Aunque sabía que Xavier me estaba esperando un poco más adelante, quise demorarme unos segundos más para disfrutar de lo que tenía alrededor antes de regresar a la prisión de la cabaña. El denso bosque que nos rodeaba tenía un aire mágico, y deseaba explorarlo. Los rayos del sol atravesaban las finas nubes y caían sobre el agua. Eché un último vistazo a mi alrededor: ¿quién sabía cuándo podría volver a disfrutar del esplendor de la naturaleza? Si Gabriel se enteraba de nuestra escapada, quizá decidiría no dejarnos solos nunca más.

Di la espalda a esa escena idílica y me dirigí hacia donde Xavier me estaba esperando. Él alargó una mano para ayudarme a trepar la empinada orilla del río. Cuando llegué arriba, me ajustó la gorra, que me había caído sobre los ojos.

—¿Crees que puedo quitarme el gorro ya? —pregunté en tono juguetón.

Xavier no respondió. Al principio creí que era porque se oponía a lo que acababa de sugerirle, pero entonces me di cuenta de que palidecía y de que apretaba la mandíbula. Tenía la vista clavada al otro lado del lago. Entonces, casi sin mover los labios, dijo:

—No te des la vuelta.

—¿Qué? ¿Por qué? —Noté una oleada de pánico y me agarré a su mano.

—Hay alguien al otro lado del lago.

—¿Un vecino? —susurré, esperanzada.

—No creo.

Me dejé caer sobre mis rodillas, como si estuviera buscando algo que se me hubiera caído al suelo. Al incorporarme, giré la cabeza un instante y eché un rápido vistazo al otro lado del lago. A cierta distancia de donde nos encontrábamos, entre dos grandes árboles, había un caballo blanco. Tenía el pelaje y la crin de un color plateado que parecía sobrenatural, y pateaba el suelo con sus cascos dorados.

—Un caballo blanco.

Las palabras parecieron brotar de mis labios, que sentía helados por el terror.

—¿Dónde? —preguntó Xavier incrédulo mientras escudriñaba el bosque.
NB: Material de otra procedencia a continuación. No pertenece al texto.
use serde::{Deserialize, Serialize};

use crate::error::{CarewatchError, CarewatchResult};
use crate::models::{OperatorIdentity, RoomDescriptor};

/// Full room-directory snapshot: `GET {api}/v1/livekit/rooms`.
#[derive(Debug, Clone, Default, Serialize, Deserialize)]
#[serde(rename_all = "camelCase")]
pub struct RoomsSnapshot {
    #[serde(default)]
    pub livekit_url: String,

    #[serde(default)]
    pub total_rooms: u32,

    #[serde(default)]
    pub total_participants: u32,

    #[serde(default)]
    pub rooms: Vec<RoomDescriptor>,
}

/// Body for `POST {api}/v1/rtc/token`.
#[derive(Debug, Clone, Serialize)]
#[serde(rename_all = "camelCase")]
pub(crate) struct RtcTokenRequest {
    pub room_name: String,
    pub role: String,
}

/// Raw wire shape of the token endpoint; fields are validated into
/// [`RtcTokenGrant`] so a missing credential is caught as a malformed
/// response instead of an empty string.
#[derive(Debug, Clone, Deserialize)]
#[serde(rename_all = "camelCase")]
pub(crate) struct RtcTokenResponse {
    #[serde(default)]
    pub token: Option<String>,

    #[serde(default)]
    pub livekit_url: Option<String>,
}

/// A validated room-scoped host credential.
#[derive(Debug, Clone, PartialEq, Eq)]
pub struct RtcTokenGrant {
    pub token: String,
    pub livekit_url: String,
}

impl RtcTokenResponse {
    pub(crate) fn into_grant(self) -> CarewatchResult<RtcTokenGrant> {
        let token = self
            .token
            .filter(|t| !t.is_empty())
            .ok_or_else(|| CarewatchError::MalformedResponse("token field missing".to_string()))?;
        let livekit_url = self.livekit_url.filter(|u| !u.is_empty()).ok_or_else(|| {
            CarewatchError::MalformedResponse("livekitUrl field missing".to_string())
        })?;
        Ok(RtcTokenGrant { token, livekit_url })
    }
}

/// One payload from the server push channel at `{api}/v1/events/stream`.
#[derive(Debug, Clone, Serialize, Deserialize)]
#[serde(rename_all = "camelCase")]
pub struct StreamEvent {
    #[serde(rename = "type")]
    pub event_type: String,

    #[serde(default)]
    pub room_name: Option<String>,
}

impl StreamEvent {
    /// True for events that change room membership and therefore trigger a
    /// full snapshot re-fetch. Other application events are ignored.
    pub fn is_room_scoped(&self) -> bool {
        matches!(
            self.event_type.as_str(),
            "room-created" | "participant-joined" | "participant-left"
        )
    }
}

/// Response of `GET {api}/admin/me`.
#[derive(Debug, Clone, Deserialize)]
pub(crate) struct AdminMeResponse {
    pub admin: AdminProfile,
}

#[derive(Debug, Clone, Deserialize)]
pub(crate) struct AdminProfile {
    pub id: String,

    #[serde(default)]
    pub name: Option<String>,

    #[serde(default)]
    pub email: Option<String>,
}

impl AdminMeResponse {
    pub(crate) fn into_identity(self) -> CarewatchResult<OperatorIdentity> {
        if self.admin.id.is_empty() {
            return Err(CarewatchError::MalformedResponse(
                "admin id missing".to_string(),
            ));
        }

        let display_name = self
            .admin
            .name
            .filter(|n| !n.is_empty())
            .or_else(|| {
                self.admin
                    .email
                    .as_deref()
                    .map(|e| e.split('@').next().unwrap_or(e).to_string())
            })
            .unwrap_or_else(|| self.admin.id.clone());

        Ok(OperatorIdentity::new(self.admin.id, display_name))
    }
}

#[cfg(test)]
mod tests {
    use super::*;

    #[test]
    fn test_snapshot_deserializes_wire_shape() {
        let raw = r#"{
            "livekitUrl": "wss://rtc.example.com",
            "totalRooms": 1,
            "totalParticipants": 2,
            "rooms": [{"name": "room1", "participants": [{"identity": "user_1", "name": "Edna"}]}]
        }"#;
        let snapshot: RoomsSnapshot = serde_json::from_str(raw).unwrap();
        assert_eq!(snapshot.livekit_url, "wss://rtc.example.com");
        assert_eq!(snapshot.rooms.len(), 1);
        assert_eq!(snapshot.rooms[0].name, "room1");
    }

    #[test]
    fn test_token_response_missing_token_is_malformed() {
        let raw: RtcTokenResponse =
            serde_json::from_str(r#"{"livekitUrl": "wss://rtc.example.com"}"#).unwrap();
        let err = raw.into_grant().unwrap_err();
        assert!(matches!(err, CarewatchError::MalformedResponse(_)));
    }

    #[test]
    fn test_token_response_complete() {
        let raw: RtcTokenResponse =
            serde_json::from_str(r#"{"token": "jwt", "livekitUrl": "wss://rtc.example.com"}"#)
                .unwrap();
        let grant = raw.into_grant().unwrap();
        assert_eq!(grant.token, "jwt");
    }

    #[test]
    fn test_stream_event_room_scoped() {
        let event: StreamEvent =
            serde_json::from_str(r#"{"type": "participant-joined", "roomName": "room1"}"#).unwrap();
        assert!(event.is_room_scoped());
        assert_eq!(event.room_name.as_deref(), Some("room1"));

        let other: StreamEvent = serde_json::from_str(r#"{"type": "csv-import-done"}"#).unwrap();
        assert!(!other.is_room_scoped());
    }

    #[test]
    fn test_identity_display_name_falls_back_to_email_local_part() {
        let me: AdminMeResponse =
            serde_json::from_str(r#"{"admin": {"id": "42", "email": "pat@example.com"}}"#).unwrap();
        let identity = me.into_identity().unwrap();
        assert_eq!(identity.id, "42");
        assert_eq!(identity.display_name, "pat");
        assert_eq!(identity.identity(), "admin_42");
    }

    #[test]
    fn test_identity_missing_id_is_malformed() {
        let me: AdminMeResponse =
            serde_json::from_str(r#"{"admin": {"id": "", "name": "Pat"}}"#).unwrap();
        assert!(me.into_identity().is_err());
    }
}
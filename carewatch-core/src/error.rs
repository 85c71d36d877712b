//! Error types for the Carewatch core library.
//!
//! # Error Codes Reference
//!
//! | Code Range | Category | Description |
//! |------------|----------|-------------|
//! | E1001-E1099 | Auth | Missing/expired/rejected session tokens |
//! | E2001-E2099 | Config | Environment, config file, and validation errors |
//! | E3001-E3099 | Directory/API | Snapshot, event stream, and admin API errors |
//! | E4001-E4099 | Session | Per-room credential and session pool errors |
//! | E9001-E9099 | General | Internal, IO, and serialization errors |

use thiserror::Error;

/// The main error type for the Carewatch core library.
#[derive(Debug, Error)]
pub enum CarewatchError {
    // ========================================================================
    // Auth Errors (E1001-E1099)
    // ========================================================================
    /// No persisted session token is available. The console must defer to the
    /// external login flow; components abstain from all join/fetch activity.
    #[error("[E1001] Not authenticated: no session token available")]
    NotAuthenticated,

    /// The admin API rejected the session token (401/403). Requires re-login,
    /// never a per-room retry.
    #[error("[E1002] Session rejected by the admin API: {0}")]
    AuthRejected(String),

    // ========================================================================
    // Configuration Errors (E2001-E2099)
    // ========================================================================
    /// Required environment variable is missing
    #[error("[E2001] Missing environment variable: {0}")]
    MissingEnvVar(String),

    /// Invalid configuration value
    #[error("[E2002] Invalid configuration value for '{key}': {message}")]
    InvalidConfigValue { key: String, message: String },

    /// Configuration file parse error
    #[error("[E2003] Failed to parse configuration: {0}")]
    ConfigParse(String),

    // ========================================================================
    // Directory/API Errors (E3001-E3099)
    // ========================================================================
    /// Room snapshot fetch failed; the previous room list is retained.
    #[error("[E3001] Room snapshot fetch failed: {0}")]
    SnapshotFetchFailed(String),

    /// Admin API request failed
    #[error("[E3002] API request failed: {0}")]
    ApiRequestFailed(String),

    /// Admin API unreachable
    #[error("[E3003] API service unavailable: {0}")]
    ApiUnavailable(String),

    /// Response shape missing an expected field
    #[error("[E3004] Malformed API response: {0}")]
    MalformedResponse(String),

    /// The push-event subscription dropped. Never user-facing; the
    /// subscription auto-reconnects.
    #[error("[E3005] Event stream disconnected: {0}")]
    StreamDisconnected(String),

    // ========================================================================
    // Session Errors (E4001-E4099)
    // ========================================================================
    /// Per-room credential issuance failed; the room stays unjoined until the
    /// next reconciliation pass.
    #[error("[E4001] Credential request failed for room '{room}': {message}")]
    CredentialIssueFailed { room: String, message: String },

    /// Session not found in the pool
    #[error("[E4002] Session not found: {0}")]
    SessionNotFound(String),

    // ========================================================================
    // General Errors (E9001-E9099)
    // ========================================================================
    /// Internal error (catch-all for unexpected conditions)
    #[error("[E9001] Internal error: {0}")]
    Internal(String),

    /// IO error
    #[error("[E9002] IO error: {0}")]
    Io(String),

    /// Serialization/deserialization error
    #[error("[E9003] Serialization error: {0}")]
    Serialization(String),
}

/// Result type alias for Carewatch operations.
pub type CarewatchResult<T> = Result<T, CarewatchError>;

// ============================================================================
// From trait implementations for seamless error propagation
// ============================================================================

impl From<reqwest::Error> for CarewatchError {
    fn from(err: reqwest::Error) -> Self {
        if err.is_connect() || err.is_timeout() {
            CarewatchError::ApiUnavailable(err.to_string())
        } else if err.is_status() {
            if let Some(status) = err.status() {
                if status.as_u16() == 401 || status.as_u16() == 403 {
                    return CarewatchError::AuthRejected(status.to_string());
                }
            }
            CarewatchError::ApiRequestFailed(err.to_string())
        } else if err.is_decode() {
            CarewatchError::MalformedResponse(err.to_string())
        } else {
            CarewatchError::ApiRequestFailed(err.to_string())
        }
    }
}

impl From<serde_json::Error> for CarewatchError {
    fn from(err: serde_json::Error) -> Self {
        CarewatchError::Serialization(err.to_string())
    }
}

impl From<std::io::Error> for CarewatchError {
    fn from(err: std::io::Error) -> Self {
        CarewatchError::Io(err.to_string())
    }
}

impl From<config::ConfigError> for CarewatchError {
    fn from(err: config::ConfigError) -> Self {
        match err {
            config::ConfigError::NotFound(key) => CarewatchError::InvalidConfigValue {
                key,
                message: "Key not found".to_string(),
            },
            _ => CarewatchError::ConfigParse(err.to_string()),
        }
    }
}

// ============================================================================
// Error categorization helpers
// ============================================================================

impl CarewatchError {
    /// Returns true if this error means the operator must re-authenticate.
    /// These errors stop all join/fetch activity rather than retry.
    pub fn is_auth_error(&self) -> bool {
        matches!(
            self,
            CarewatchError::NotAuthenticated | CarewatchError::AuthRejected(_)
        )
    }

    /// Returns true if this error is transient and the operation is expected
    /// to succeed on a later pass without operator intervention.
    pub fn is_transient(&self) -> bool {
        matches!(
            self,
            CarewatchError::SnapshotFetchFailed(_)
                | CarewatchError::ApiRequestFailed(_)
                | CarewatchError::ApiUnavailable(_)
                | CarewatchError::MalformedResponse(_)
                | CarewatchError::StreamDisconnected(_)
                | CarewatchError::CredentialIssueFailed { .. }
        )
    }

    /// Returns true if this error is related to configuration.
    pub fn is_config_error(&self) -> bool {
        matches!(
            self,
            CarewatchError::MissingEnvVar(_)
                | CarewatchError::InvalidConfigValue { .. }
                | CarewatchError::ConfigParse(_)
        )
    }

    /// Returns an error code suitable for logging or external reporting.
    pub fn error_code(&self) -> &'static str {
        match self {
            CarewatchError::NotAuthenticated => "E1001",
            CarewatchError::AuthRejected(_) => "E1002",
            CarewatchError::MissingEnvVar(_) => "E2001",
            CarewatchError::InvalidConfigValue { .. } => "E2002",
            CarewatchError::ConfigParse(_) => "E2003",
            CarewatchError::SnapshotFetchFailed(_) => "E3001",
            CarewatchError::ApiRequestFailed(_) => "E3002",
            CarewatchError::ApiUnavailable(_) => "E3003",
            CarewatchError::MalformedResponse(_) => "E3004",
            CarewatchError::StreamDisconnected(_) => "E3005",
            CarewatchError::CredentialIssueFailed { .. } => "E4001",
            CarewatchError::SessionNotFound(_) => "E4002",
            CarewatchError::Internal(_) => "E9001",
            CarewatchError::Io(_) => "E9002",
            CarewatchError::Serialization(_) => "E9003",
        }
    }

    /// Returns a user-friendly suggestion for how to resolve this error.
    pub fn user_suggestion(&self) -> Option<&'static str> {
        match self {
            CarewatchError::NotAuthenticated | CarewatchError::AuthRejected(_) => {
                Some("Sign in again to refresh your operator session")
            }
            CarewatchError::MissingEnvVar(_) => {
                Some("Create a .env file or set the environment variable")
            }
            CarewatchError::ApiUnavailable(_) => {
                Some("Check that the admin API is reachable and CAREWATCH_API_URL is correct")
            }
            CarewatchError::SnapshotFetchFailed(_) => {
                Some("The room list may be stale. It refreshes on the next directory event")
            }
            _ => None,
        }
    }
}

#[cfg(test)]
mod tests {
    use super::*;

    #[test]
    fn test_error_display_includes_code() {
        let err = CarewatchError::NotAuthenticated;
        assert!(err.to_string().contains("E1001"));

        let err = CarewatchError::CredentialIssueFailed {
            room: "room1".to_string(),
            message: "500 Internal Server Error".to_string(),
        };
        assert!(err.to_string().contains("E4001"));
        assert!(err.to_string().contains("room1"));
    }

    #[test]
    fn test_auth_errors_are_not_transient() {
        assert!(CarewatchError::NotAuthenticated.is_auth_error());
        assert!(CarewatchError::AuthRejected("403 Forbidden".to_string()).is_auth_error());
        assert!(!CarewatchError::NotAuthenticated.is_transient());
        assert!(!CarewatchError::AuthRejected("401".to_string()).is_transient());
    }

    #[test]
    fn test_is_transient() {
        assert!(CarewatchError::SnapshotFetchFailed("timeout".to_string()).is_transient());
        assert!(CarewatchError::ApiUnavailable("connection refused".to_string()).is_transient());
        assert!(CarewatchError::MalformedResponse("missing token".to_string()).is_transient());
        assert!(CarewatchError::CredentialIssueFailed {
            room: "room2".to_string(),
            message: "500".to_string(),
        }
        .is_transient());

        assert!(!CarewatchError::MissingEnvVar("CAREWATCH_TOKEN".to_string()).is_transient());
        assert!(!CarewatchError::Internal("bug".to_string()).is_transient());
    }

    #[test]
    fn test_error_codes() {
        assert_eq!(CarewatchError::NotAuthenticated.error_code(), "E1001");
        assert_eq!(
            CarewatchError::SnapshotFetchFailed("err".to_string()).error_code(),
            "E3001"
        );
        assert_eq!(
            CarewatchError::SessionNotFound("room1".to_string()).error_code(),
            "E4002"
        );
        assert_eq!(
            CarewatchError::Internal("err".to_string()).error_code(),
            "E9001"
        );
    }

    #[test]
    fn test_user_suggestions() {
        assert!(CarewatchError::NotAuthenticated.user_suggestion().is_some());
        assert!(CarewatchError::ApiUnavailable("down".to_string())
            .user_suggestion()
            .is_some());
        assert!(CarewatchError::Internal("err".to_string())
            .user_suggestion()
            .is_none());
    }

    #[test]
    fn test_from_io_error() {
        let io_err = std::io::Error::new(std::io::ErrorKind::NotFound, "file not found");
        let err: CarewatchError = io_err.into();
        assert!(matches!(err, CarewatchError::Io(_)));
    }

    #[test]
    fn test_from_serde_json_error() {
        let json_result: Result<serde_json::Value, _> = serde_json::from_str("not json");
        let err: CarewatchError = json_result.unwrap_err().into();
        assert!(matches!(err, CarewatchError::Serialization(_)));
    }
}
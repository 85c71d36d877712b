use serde::{Deserialize, Serialize};

use super::participant::OPERATOR_IDENTITY_PREFIX;

/// The signed-in console operator, resolved from the admin API.
#[derive(Debug, Clone, PartialEq, Eq, Serialize, Deserialize)]
pub struct OperatorIdentity {
    pub id: String,
    pub display_name: String,
}

impl OperatorIdentity {
    pub fn new(id: impl Into<String>, display_name: impl Into<String>) -> Self {
        Self {
            id: id.into(),
            display_name: display_name.into(),
        }
    }

    /// The operator's wire identity as it appears in room participant lists.
    pub fn identity(&self) -> String {
        format!("{}{}", OPERATOR_IDENTITY_PREFIX, self.id)
    }
}

#[cfg(test)]
mod tests {
    use super::*;
    use crate::models::{classify_identity, IdentityClass};

    #[test]
    fn test_wire_identity_is_classified_as_operator() {
        let operator = OperatorIdentity::new("42", "Pat");
        assert_eq!(operator.identity(), "admin_42");
        assert_eq!(
            classify_identity(&operator.identity()),
            IdentityClass::Operator
        );
    }
}
mod operator;
mod participant;
mod room;
mod session;

pub use operator::OperatorIdentity;
pub use participant::{
    classify_identity, IdentityClass, ParticipantDescriptor, AUTOMATED_IDENTITY_PREFIX,
    OPERATOR_IDENTITY_PREFIX,
};
pub use room::RoomDescriptor;
pub use session::SessionConnection;
use chrono::{DateTime, Utc};
use serde::{Deserialize, Serialize};

/// Identity prefix marking console operators (e.g. `admin_42`).
pub const OPERATOR_IDENTITY_PREFIX: &str = "admin_";

/// Identity prefix marking automated participants (e.g. `agent-7`).
pub const AUTOMATED_IDENTITY_PREFIX: &str = "agent-";

/// Classification of a participant identity.
///
/// Identities are an untyped string convention: operators and automated
/// participants are distinguished from real visitors by prefix alone. The
/// convention lives here and nowhere else; the session pool and roster both
/// route through [`classify_identity`].
#[derive(Debug, Clone, Copy, PartialEq, Eq, Hash, Serialize, Deserialize)]
pub enum IdentityClass {
    Operator,
    Automated,
    Visitor,
}

/// Classify a participant identity by its prefix.
pub fn classify_identity(identity: &str) -> IdentityClass {
    if identity.starts_with(OPERATOR_IDENTITY_PREFIX) {
        IdentityClass::Operator
    } else if identity.starts_with(AUTOMATED_IDENTITY_PREFIX) {
        IdentityClass::Automated
    } else {
        IdentityClass::Visitor
    }
}

/// One participant of a call room as reported by the room directory.
#[derive(Debug, Clone, PartialEq, Serialize, Deserialize)]
#[serde(rename_all = "camelCase")]
pub struct ParticipantDescriptor {
    pub identity: String,

    #[serde(default)]
    pub name: String,

    #[serde(default)]
    pub metadata: Option<String>,

    #[serde(default)]
    pub joined_at: Option<DateTime<Utc>>,
}

impl ParticipantDescriptor {
    pub fn new(identity: impl Into<String>, name: impl Into<String>) -> Self {
        Self {
            identity: identity.into(),
            name: name.into(),
            metadata: None,
            joined_at: None,
        }
    }

    pub fn class(&self) -> IdentityClass {
        classify_identity(&self.identity)
    }

    /// True when this participant is a real end-user visitor rather than an
    /// operator or automated participant.
    pub fn is_visitor(&self) -> bool {
        self.class() == IdentityClass::Visitor
    }
}

#[cfg(test)]
mod tests {
    use super::*;

    #[test]
    fn test_classify_identity() {
        assert_eq!(classify_identity("admin_42"), IdentityClass::Operator);
        assert_eq!(classify_identity("agent-7"), IdentityClass::Automated);
        assert_eq!(classify_identity("user_99"), IdentityClass::Visitor);
        assert_eq!(classify_identity(""), IdentityClass::Visitor);
    }

    #[test]
    fn test_prefix_must_match_exactly() {
        assert_eq!(classify_identity("admin-42"), IdentityClass::Visitor);
        assert_eq!(classify_identity("agent_7"), IdentityClass::Visitor);
        assert_eq!(classify_identity("Admin_42"), IdentityClass::Visitor);
    }

    #[test]
    fn test_is_visitor() {
        assert!(ParticipantDescriptor::new("user_1", "Edna").is_visitor());
        assert!(!ParticipantDescriptor::new("admin_5", "Operator").is_visitor());
        assert!(!ParticipantDescriptor::new("agent-1", "Reminder Bot").is_visitor());
    }

    #[test]
    fn test_deserialize_camel_case() {
        let raw = r#"{"identity":"user_1","name":"Edna","joinedAt":"2025-06-01T10:00:00Z"}"#;
        let p: ParticipantDescriptor = serde_json::from_str(raw).unwrap();
        assert_eq!(p.identity, "user_1");
        assert!(p.joined_at.is_some());
        assert!(p.metadata.is_none());
    }
}
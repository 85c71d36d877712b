use colored::Colorize;
use comfy_table::{presets::UTF8_FULL, Cell, ContentArrangement, Table};

use carewatch_core::{AdminApiClient, RoomsSnapshot};

use crate::config::CliConfig;

pub async fn handle_rooms_command(config: &CliConfig, json: bool) -> anyhow::Result<()> {
    let client = AdminApiClient::new(config.api_url.clone(), config.token_store());
    let snapshot = client.rooms_snapshot().await?;

    if json {
        println!("{}", serde_json::to_string_pretty(&snapshot)?);
        return Ok(());
    }

    println!("{}", "Active Call Rooms".cyan().bold());
    println!();

    if snapshot.rooms.is_empty() {
        println!("  {}", "No active rooms".dimmed());
        return Ok(());
    }

    println!("{}", render_rooms_table(&snapshot));
    println!();
    println!(
        "  {} room(s), {} participant(s), {} monitorable",
        snapshot.rooms.len(),
        snapshot.total_participants,
        snapshot.rooms.iter().filter(|r| r.has_visitors()).count()
    );

    Ok(())
}

fn render_rooms_table(snapshot: &RoomsSnapshot) -> Table {
    let mut table = Table::new();
    table
        .load_preset(UTF8_FULL)
        .set_content_arrangement(ContentArrangement::Dynamic)
        .set_header(vec![
            "Room",
            "Visitors",
            "Participants",
            "Publishers",
            "Created",
        ]);

    for room in &snapshot.rooms {
        table.add_row(vec![
            Cell::new(&room.name),
            Cell::new(room.visitor_count()),
            Cell::new(room.participant_count),
            Cell::new(room.publisher_count),
            Cell::new(
                room.created_at
                    .map(|t| t.format("%Y-%m-%d %H:%M:%S").to_string())
                    .unwrap_or_else(|| "-".to_string()),
            ),
        ]);
    }

    table
}

#[cfg(test)]
mod tests {
    use super::*;
    use carewatch_core::{ParticipantDescriptor, RoomDescriptor};

    #[test]
    fn test_table_lists_rooms_with_visitor_counts() {
        let snapshot = RoomsSnapshot {
            rooms: vec![
                RoomDescriptor::new("room1").with_participants(vec![
                    ParticipantDescriptor::new("user_1", "Edna"),
                    ParticipantDescriptor::new("admin_5", "Pat"),
                ]),
                RoomDescriptor::new("room2"),
            ],
            ..Default::default()
        };

        let rendered = render_rooms_table(&snapshot).to_string();
        assert!(rendered.contains("room1"));
        assert!(rendered.contains("room2"));
        assert!(rendered.contains("Visitors"));
    }
}
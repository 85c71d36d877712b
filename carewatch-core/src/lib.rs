//! Carewatch core: the multi-room realtime session orchestrator behind the
//! elder-care monitoring console.
//!
//! The library tracks a server-driven set of active call rooms (snapshot +
//! push events), keeps exactly one realtime session per room with at least
//! one real visitor in it, merges per-room participant state into a single
//! roster, and maps the session pool onto a fixed-size presentation grid.

pub mod api;
pub mod auth;
pub mod config;
pub mod directory;
pub mod error;
pub mod grid;
pub mod models;
pub mod monitor;
pub mod pool;
pub mod roster;

pub use api::{AdminApiClient, RoomsSnapshot, RtcTokenGrant, StreamEvent};
pub use auth::{CredentialProvider, FileTokenStore, StaticTokenStore, TokenStore};
pub use config::{ApiConfig, CarewatchConfig, GridConfig, LoggingConfig};
pub use directory::RoomDirectoryFeed;
pub use error::{CarewatchError, CarewatchResult};
pub use grid::{GridSize, GridSlot, OperatorMediaControls, VideoGrid, MAX_GRID_SIZE, MIN_GRID_SIZE};
pub use models::{
    classify_identity, IdentityClass, OperatorIdentity, ParticipantDescriptor, RoomDescriptor,
    SessionConnection,
};
pub use monitor::{CallMonitor, MonitorStatus};
pub use pool::{ReconcileOutcome, SessionPoolManager};
pub use roster::{AggregatedParticipant, LiveParticipant, RosterAggregator, RosterCallback};
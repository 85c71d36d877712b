use std::collections::{HashMap, HashSet};
use std::sync::Arc;

use tokio::sync::RwLock;
use tracing::{debug, info, warn};

use crate::api::AdminApiClient;
use crate::auth::CredentialProvider;
use crate::error::CarewatchResult;
use crate::models::{RoomDescriptor, SessionConnection};

/// What one reconciliation pass changed.
#[derive(Debug, Clone, Default, PartialEq, Eq)]
pub struct ReconcileOutcome {
    pub joined: Vec<String>,
    pub left: Vec<String>,
}

impl ReconcileOutcome {
    pub fn is_noop(&self) -> bool {
        self.joined.is_empty() && self.left.is_empty()
    }
}

/// Keeps exactly one active realtime session per qualifying room.
///
/// A room qualifies while it has at least one participant classified as a
/// real visitor; rooms holding only operators and automated participants are
/// never joined. The pool map is mutated only by [`reconcile`], which runs on
/// every directory change — reconciliation with an unchanged qualifying set
/// is a no-op, so duplicate joins cannot happen and a closed room cannot
/// leave a session behind.
///
/// [`reconcile`]: SessionPoolManager::reconcile
pub struct SessionPoolManager {
    client: Arc<AdminApiClient>,
    credentials: Arc<CredentialProvider>,
    sessions: RwLock<HashMap<String, SessionConnection>>,
    // Join order; the grid assigns slots positionally from it.
    order: RwLock<Vec<String>>,
}

impl SessionPoolManager {
    pub fn new(client: Arc<AdminApiClient>, credentials: Arc<CredentialProvider>) -> Self {
        Self {
            client,
            credentials,
            sessions: RwLock::new(HashMap::new()),
            order: RwLock::new(Vec::new()),
        }
    }

    /// Active sessions in join order.
    pub async fn connections(&self) -> Vec<SessionConnection> {
        let sessions = self.sessions.read().await;
        let order = self.order.read().await;
        order
            .iter()
            .filter_map(|name| sessions.get(name).cloned())
            .collect()
    }

    pub async fn contains(&self, room_name: &str) -> bool {
        self.sessions.read().await.contains_key(room_name)
    }

    /// The resolved operator identity the pool filters against, if any.
    pub async fn operator_identity(&self) -> Option<crate::models::OperatorIdentity> {
        self.credentials.operator_identity().await
    }

    pub async fn len(&self) -> usize {
        self.sessions.read().await.len()
    }

    pub async fn is_empty(&self) -> bool {
        self.sessions.read().await.is_empty()
    }

    /// Drop every session. Pure local state transition, used on teardown.
    pub async fn clear(&self) {
        self.sessions.write().await.clear();
        self.order.write().await.clear();
    }

    /// Reconcile the pool against the latest room list.
    ///
    /// Abstains silently while the operator identity is unresolved or no
    /// session token is present. Per-room credential failures are logged and
    /// skipped — the room stays unjoined until the next directory change
    /// provides the retry. Only an authentication rejection propagates, since
    /// that must stop all join activity and send the operator back to login.
    pub async fn reconcile(&self, rooms: &[RoomDescriptor]) -> CarewatchResult<ReconcileOutcome> {
        if self.credentials.operator_identity().await.is_none() {
            debug!("Operator identity not yet resolved, skipping reconciliation");
            return Ok(ReconcileOutcome::default());
        }
        if self.credentials.bearer_token().await.is_err() {
            debug!("No session token, skipping reconciliation");
            return Ok(ReconcileOutcome::default());
        }

        let qualifying: HashSet<&str> = rooms
            .iter()
            .filter(|room| room.has_visitors())
            .map(|room| room.name.as_str())
            .collect();

        let mut outcome = ReconcileOutcome::default();

        // Leaves first: covers both "room closed" and "last visitor left".
        let to_leave: Vec<String> = {
            let sessions = self.sessions.read().await;
            sessions
                .keys()
                .filter(|name| !qualifying.contains(name.as_str()))
                .cloned()
                .collect()
        };

        for name in to_leave {
            self.sessions.write().await.remove(&name);
            self.order.write().await.retain(|n| n != &name);
            info!("Left room '{}'", name);
            outcome.left.push(name);
        }

        // Joins in directory order. Existing sessions are left untouched; a
        // persisting room is never torn down and rejoined.
        for room in rooms {
            if !qualifying.contains(room.name.as_str()) {
                continue;
            }
            if self.sessions.read().await.contains_key(&room.name) {
                continue;
            }

            match self.client.issue_room_token(&room.name).await {
                Ok(grant) => {
                    let session =
                        SessionConnection::new(&room.name, grant.token, grant.livekit_url);
                    self.sessions
                        .write()
                        .await
                        .insert(room.name.clone(), session);
                    self.order.write().await.push(room.name.clone());
                    info!(
                        "Joined room '{}' ({} visitors)",
                        room.name,
                        room.visitor_count()
                    );
                    outcome.joined.push(room.name.clone());
                }
                Err(e) if e.is_auth_error() => return Err(e),
                Err(e) => {
                    // Retried on the next reconciliation pass; the directory
                    // feed's own re-fetch cadence provides the pressure.
                    warn!("Join failed for room '{}': {}", room.name, e);
                }
            }
        }

        Ok(outcome)
    }
}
Él no había visto el caballo porque se había concentrado solo en el jinete. Este, de una imagen inmaculada, iba vestido como si asistiera a un funeral. A pesar de que tenía las cuencas de los ojos vacías, sentí que me miraba directamente. Nunca había visto un séptimo, pero supe que ese ser que me observaba era uno de ellos. No tuve ninguna duda al respecto.

Lo que me había dicho a mí misma que nunca sucedería acababa de ocurrir. Finalmente me encontraba frente a un miembro de la Séptima Orden, unos seres que, hasta ese momento, solo conocía de oídas.

El séptimo estaba de pie al otro lado del lago, por la parte más ancha. Recordé las palabras de Ivy y supe que debía escapar, pero no era capaz de moverme. Me sentía inmovilizada. El séptimo tenía las blanquísimas manos entrecruzadas, en un gesto de calma, y nos observaba. De repente, sin previo aviso, empezó a acercarse. Hacía un instante que se encontraba de pie al otro lado del agua, pero ahora ya avanzaba hacia nosotros rápidamente; sus pies parecían rozar con suavidad la superficie del agua.

—Beth, ¿estoy soñando o está…?

Xavier se interrumpió y retrocedió unos pasos, tirando de mí para que lo siguiera.

—No estás soñando —susurré—. Está caminando sobre el agua.